Recent months have already seen two very high-profile examples. In March, Unilever was forced to up its cost savings and margin targets after seeing off a £115bn bid from Kraft Heinz, and just last week Nestlé came under pressure from activist investor Third Point to be more “aggressive” in fattening up margins.
Snapshot: Top performers
PepsiCo
Organic growth: 4%
Net margin: +0.2ppts
PepsiCo achieved strong top-line growth split evenly across volume and price as its investment in health and wellness continues to bears fruit. Some 45% of group sales are now generated by “guilt-free” products.
Unilever
Organic growth: 3.7%
Net margin: +0.8ppts
Unilever has delivered continued strong organic growth and added value through acquisitions like Dollar Shave Club and Dermalogica. Shedding its declining spreads should support organic growth.
Heineken
Organic growth: 4.8%
Net margin: -0.1ppts
The brewer achieved the Global 50’s highest organic growth rate and has achieved volume as well as pricing growth. It has shifted focus from Western Europe to higher growth emerging markets via acquisitions.
BAT
Organic growth: N/A (total growth of 12.6%)
Net margin: +2.4ppts
Constant currency growth of 6.9% shows strong underlying performance. The acquisition of Reynolds has created the largest global tobacco firm, but NPD in e-cigs has also been key.
Grupo Bimbo
Organic growth: N/A (total growth of 15%)
Net margin: +0.9ppts
The globe’s biggest bakery has defied a structurally challenged category to achieve top and bottom line progress. Domestic sales rose 8% due to lower raw material costs and efficiencies.

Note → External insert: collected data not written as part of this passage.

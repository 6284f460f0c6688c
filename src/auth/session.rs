//! Login-session authentication: CSRF token plus session cookies

use std::sync::Arc;

use async_trait::async_trait;
use reqwest::cookie::{CookieStore, Jar};
use reqwest::header::{HeaderName, HeaderValue, COOKIE, SET_COOKIE};
use reqwest::{Client, Request, StatusCode};
use serde::Deserialize;
use tokio::sync::Mutex;
use url::Url;

use super::{Authenticator, Credentials};
use crate::error::{Error, Result};
use crate::logger::{LogLevel, Logger};

const CSRF_HEADER: &str = "x-csrf-token";

#[derive(Debug, Deserialize)]
struct LoginResponse {
    csrf_token: String,
}

/// Logs in lazily through `<endpoint>/login` and replays the CSRF token and
/// session cookies on every request.
///
/// The token mutex is held for the whole login, so concurrent requests sharing
/// one client wait for a single login instead of racing.
pub struct SessionAuthenticator {
    http: Client,
    credentials: Credentials,
    login_url: Url,
    csrf_token: Mutex<Option<String>>,
    cookie_jar: Arc<Jar>,
    logger: Arc<dyn Logger>,
}

impl SessionAuthenticator {
    pub fn new(http: Client, credentials: Credentials, login_url: Url, logger: Arc<dyn Logger>) -> Self {
        SessionAuthenticator {
            http,
            credentials,
            login_url,
            csrf_token: Mutex::new(None),
            cookie_jar: Arc::new(Jar::default()),
            logger,
        }
    }

    /// Currently cached CSRF token, if any
    pub async fn csrf_token(&self) -> Option<String> {
        self.csrf_token.lock().await.clone()
    }

    async fn login(&self) -> Result<String> {
        let username = &self.credentials.username;
        self.logger.log(
            LogLevel::Debug,
            &format!("Getting new CSRF token from {} as {username}", self.login_url),
        );

        let response = self
            .http
            .post(self.login_url.clone())
            .form(&[("username", username.as_str()), ("password", self.credentials.password.as_str())])
            .send()
            .await
            .map_err(|e| Error::authentication(format!("Logging into {} as {username}: {e}", self.login_url)))?;

        let status = response.status();
        let url = response.url().clone();
        let mut set_cookies = response.headers().get_all(SET_COOKIE).iter();
        self.cookie_jar.set_cookies(&mut set_cookies, &url);

        let body = response
            .bytes()
            .await
            .map_err(|e| Error::authentication(format!("Failed to read body while logging in: {e}")))?;

        if status != StatusCode::OK {
            return Err(Error::authentication(format!("Failed to login ({})", status.as_u16()))
                .with_http_status(status.as_u16())
                .with_body(body.to_vec()));
        }

        let login: LoginResponse = serde_json::from_slice(&body).map_err(|e| {
            self.logger.log(
                LogLevel::Trace,
                &format!("Failed to unmarshal login body: {}", String::from_utf8_lossy(&body)),
            );
            Error::authentication(format!("Failed to parse login JSON response: {e}"))
        })?;

        Ok(login.csrf_token)
    }
}

#[async_trait]
impl Authenticator for SessionAuthenticator {
    async fn ensure_authenticated(&self) -> Result<()> {
        let mut token = self.csrf_token.lock().await;
        if token.is_some() {
            self.logger.log(LogLevel::Trace, "Using existing csrf token");
            return Ok(());
        }
        if !self.credentials.has_secret() {
            self.logger
                .log(LogLevel::Debug, "Password not set, not going to set auth as user");
            return Ok(());
        }

        *token = Some(self.login().await?);
        Ok(())
    }

    async fn decorate(&self, request: &mut Request) -> Result<()> {
        if !self.credentials.has_secret() {
            return Ok(());
        }

        if let Some(token) = self.csrf_token().await {
            let value = HeaderValue::from_str(&token)
                .map_err(|e| Error::authentication(format!("Invalid CSRF token: {e}")))?;
            request
                .headers_mut()
                .insert(HeaderName::from_static(CSRF_HEADER), value);
        }
        if let Some(cookies) = self.cookie_jar.cookies(request.url()) {
            request.headers_mut().insert(COOKIE, cookies);
        }
        Ok(())
    }

    async fn invalidate(&self) {
        self.logger.log(LogLevel::Debug, "Invalidating CSRF token");
        *self.csrf_token.lock().await = None;
    }

    fn can_reauthenticate(&self) -> bool {
        self.credentials.has_secret()
    }
}
//! Team user operations

use super::{team_path, MemberRequest};
use crate::client::OncallClient;
use crate::error::Result;
use crate::logger::{LogFields, LogLevel};
use crate::reconcile::reconcile;

impl OncallClient {
    fn log_team_user(&self, action: &str, team: &str, username: &str, message: &str) {
        self.log_fields(
            LogLevel::Trace,
            LogFields::new("team_user", action).team(team).subject(username),
            message,
        );
    }

    /// Usernames of the team's members
    ///
    /// # API Endpoint
    /// GET /api/v0/teams/{team}/users
    pub async fn get_team_users(&self, team: &str) -> Result<Vec<String>> {
        self.log_team_user("get", team, "", "Getting team users");
        self.get(&format!("{}/users", team_path(team)))
            .await
            .map_err(|e| e.context(format!("Fetching list of users for {team}")))
    }

    /// Authoritatively set the users of a team.
    ///
    /// Adds run before removals. The first failing call aborts; changes already
    /// applied stay applied.
    pub async fn set_team_users(&self, team: &str, usernames: &[String]) -> Result<()> {
        self.log_team_user("set", team, "", &format!("Setting users: {usernames:?}"));
        let current = self
            .get_team_users(team)
            .await
            .map_err(|e| e.context(format!("Getting current list of team users for {team}")))?;

        let diff = reconcile(&current, usernames);
        for user in &diff.add_only {
            self.add_team_user(team, user).await?;
        }
        for user in &diff.remove_only {
            self.remove_team_user(team, user).await?;
        }
        Ok(())
    }

    /// # API Endpoint
    /// POST /api/v0/teams/{team}/users
    pub async fn add_team_user(&self, team: &str, username: &str) -> Result<()> {
        self.log_team_user("add", team, username, "Adding user");
        self.post(&format!("{}/users", team_path(team)), &MemberRequest { name: username })
            .await
            .map_err(|e| e.context(format!("Adding user {username} to team {team}")))?;
        Ok(())
    }

    /// # API Endpoint
    /// DELETE /api/v0/teams/{team}/users/{user}
    pub async fn remove_team_user(&self, team: &str, username: &str) -> Result<()> {
        self.log_team_user("remove", team, username, "Removing user");
        self.delete(&format!("{}/users/{username}", team_path(team)))
            .await
            .map_err(|e| e.context(format!("Removing user {username} from team {team}")))?;
        Ok(())
    }
}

● Follow this link for in-depth company profiles of the top performers
On a basic level, the growing pre-eminence of the 3G ethos has been driven by the anaemic top-line growth the globe’s biggest fmcg players continue to churn out.
The OC&C Strategy Consultants/Grocer Global 50 rankings show the prospect of sustainable industry growth is further away than ever as headline revenues across the world’s 50 largest fmcg companies fell last year. Top-line growth had been at a healthy 7.3% back in 2011, but had slumped back to just 0.3% in 2015 before going negative to -0.7% in 2016.
While currency movements and asset disposals have impacted these figures, organic revenue growth is also slowing down, dropping from 3.4% to 2.6% across those companies that split out internal sales growth.
The industry is still trying to get to grips with the same fundamental challenges that have strangled sales growth - fragmenting consumer demand, a changing retail landscape, insurgent smaller rivals and troubled economic conditions in former emerging market growth drivers like Brazil.
“There has not been a great deal of progress on really addressing the fundamental challenge of how these businesses get back to growth,” says OC&C’s head of consumer goods Will Hayllar. This new market environment is particularly harsh for food and non-alcoholic drinks brands, which last year saw a local currency sales decline of 2.5% compared with -1.4% in household and personal care, -0.6% in beer and spirits and a 4.9% revenue increase in tobacco (see box p25).
There is often more scope to add value in non - food consumer businesses. Says Rothschild ’s global head of consumer Akeel Sachak. The globalisation of many non - food categories is far less advanced and there is often more scope for premiumising as consumers are spending a large share of their wallet on personal care and home care relative to food.”
Overall volume growth of 0.4% remains significantly below global population growth of 1.1%, and price growth of 1.4% across the Global 50 constituents that split out the figure is no better than moderate.
Where investors have more cause for cheer is the progress in the Global 50’s bottom line performance. Gross margin across the 50 increased by 1.1 percentage points to 46%, continuing the trend of incremental margin increases year on year since a figure of 43.4% in 2010.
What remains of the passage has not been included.